What appears from the first line of the records below through the line containing "text anonymization strategies" must be reproduced verbatim.
### Data for processing
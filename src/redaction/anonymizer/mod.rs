//! Text anonymization module
//!
//! Rewrites a canonical text buffer by replacing accepted PHI spans.

pub mod redaction;

use crate::redaction::models::PhiMatch;

pub use redaction::{redact_text, RedactionStrategy};

/// Trait for text anonymization strategies
pub trait Anonymizer: Send + Sync {
    /// Replacement text for a single match
    fn replacement(&self, phi_match: &PhiMatch) -> String;

    /// Rewrite `text`, replacing every match
    ///
    /// Matches are applied from the highest start offset down so earlier
    /// offsets stay valid. Matches that fall outside the buffer, split a
    /// character, or overlap an already replaced span are skipped.
    fn anonymize_text(&self, text: &str, matches: &[PhiMatch]) -> String {
        let mut ordered: Vec<&PhiMatch> = matches.iter().collect();
        ordered.sort_by(|a, b| b.start.cmp(&a.start).then(b.end.cmp(&a.end)));

        let mut output = text.to_string();
        let mut floor = text.len();

        for m in ordered {
            let in_bounds = m.start < m.end
                && m.end <= floor
                && text.is_char_boundary(m.start)
                && text.is_char_boundary(m.end);
            if !in_bounds {
                tracing::warn!(
                    start = m.start,
                    end = m.end,
                    category = %m.category,
                    "Skipping match outside buffer or overlapping a replaced span"
                );
                continue;
            }

            output.replace_range(m.start..m.end, &self.replacement(m));
            floor = m.start;
        }

        output
    }
}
######
• _Solution to this task_:
filename src/redaction/anonymizer/mod.rs
//! Text anonymization module
//!
//! Rewrites a canonical text buffer by replacing accepted PHI spans.

pub mod redaction;

use crate::redaction::models::PhiMatch;

pub use redaction::{redact_text, RedactionStrategy};

/// Trait for text anonymization strategies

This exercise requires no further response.